The crunch of gravel sounded under everyone’s feet as we walked, and I still had no earthly idea what sort of gift he’d gotten for me.

We stopped.

I heard whispers, and then Zara shouted in her adorable child voice, “You can look at your white car now, Auntie Brynne!”

A car? I opened my eyes to a brand, spanking, new, white Range Rover HSE Sport. The full deal, left-handed drive and all. Holy crap.

I spun on Ethan. “You bought me a car?!”

The grin on his face was worth having to learn to drive lefty. “I did, baby. Do you like it?”

“I love my Rover.” I am so very intimidated by this Rover. I threw my arms around him and whispered in his ear because we had an audience. “You are crazy for buying such an extravagant gift for me.

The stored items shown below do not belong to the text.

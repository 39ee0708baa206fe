//! Discovery and claim coordination.
//!
//! - [`TargetDiscovery`] fans a `list_candidates` poll out over every scout
//!   (staggered), fans the replies back in, filters and ranks them and
//!   yields at most one candidate.
//! - [`ClaimExecutor`] drives one claimant through join, configure,
//!   start and settle, classifying the outcome.
//! - [`LoadoutResolver`] obtains the claimant's claim configuration once
//!   per run and caches it on the claimant record.

pub mod claim;
pub mod discovery;
pub mod loadout;
pub mod quota;

pub use claim::{ClaimExecutor, ClaimOutcome, ClaimTimings};
pub use discovery::{
    select_best, DiscoveryConfig, RankFilter, Rejection, TargetDiscovery, TargetFilter,
};
pub use loadout::LoadoutResolver;
pub use quota::fetch_quota;

use slotclaim_protocol::{Command, ProtocolError};

/// Errors raised while talking to the remote service on behalf of a claimant.
#[derive(Debug, thiserror::Error)]
pub enum CoordinatorError {
    #[error("no reply to {0}")]
    NoReply(Command),

    #[error("{command} rejected: {message}")]
    Rejected { command: Command, message: String },

    #[error("configuration slot {0} has no usable payload")]
    NoUsableSlot(u32),

    #[error(transparent)]
    Protocol(#[from] ProtocolError),
}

You must stop.”

He pulled back and shook his head slowly. “Crazy for you is all…and I’ll never stop.”

I knew he wouldn’t, either. The steadfast look in his eye told me so.

I wanted to shake him and kiss him at the same time. He spent way too much money on gifts for me. He didn’t need to, but he’d always been so overly generous with me from the first. He spoiled me and enjoyed doing it.

I looked at my new car and swallowed. I had an idea as to its price tag and knew it was a shitload of money. Jesus Christ, what if I wreck the thing? Better yet, how would I drive the damn thing?

“What am I going to do with you, Blackstone?”

“You aren’t doing anything with me, but I think you are going to do something with your new car.” He looked worried, like maybe I wasn’t happy with the gift. I couldn’t hurt him though. Out of the question for me to ever do that to Ethan. Plus, he was still a little freaked about my earlier nosebleed problem. I could tell it had triggered something for him. I wasn’t sure exactly what, but sensed it had little to do with my pregnancy, and more to do with his traumatic past. I sighed inwardly and shelved it for now. This was not the time to delve into it.

I stared at him. At Freddy and Hannah, Colin and Jordan, who waited with smiles for me to take possession of my gift. Zara, bless her, broke the tension and jumped up and down. “I want a ride in it. Let’s go, Auntie Brynne.”

I laughed nervously for a minute, and then figured, why the hell not? I was married to Ethan now. England was my home, and we had a house in the country. I couldn’t take a train into town. I would need to go out and get things like normal people did every day. I would be a mom soon, and there would be places to go with my baby. Better to learn now, rather than later.

I gave everyone my best confident smile and went for it.

Channeling Rain Man here, people. “Okay…just real slow on the driveway. I’m an excellent driver.”

“Who’s coming first?” Ethan asked.

Zara and Jordan volunteered and climbed in the back. I went to the driver’s side and opened the door, smelling the new-car leather and finding it hard to believe this beautiful piece of machinery now belonged to me, along with everything else.

Ethan, the house, his family, the baby…just everything was a lot to take in for my pitiful self, especially in my hormonal state.

I buckled myself in, the seatbelt being the least of my problems as I looked at the dashboard. More like a control panel for a stealth bomber. I looked over at Ethan in the passenger seat and held out my hand. “The key?”

He smiled at me. “You push here to start it.” He reached forward and pointed to a round button.

“Are you fucking kidding me?!”

Jordan snickered. Zara giggled. Ethan rolled his lips as if to keep himself from saying something he would later regret. Smart husband. I pushed the damn button.

I only dropped one more f-bomb and two or three “shits” in the course of my first, driving-left, sitting-right lesson, with Ethan as my patient teacher.

The kids in the back thought it was hilarious fun, and loved reminding me I needed to “keep left” on the country road, which was stupid because it was only one lane.

Ethan, wise man that he is, kept his mouth shut.

I gave him a really nice show of my appreciation for my very generous and lovely birthday gift, as soon as we were alone.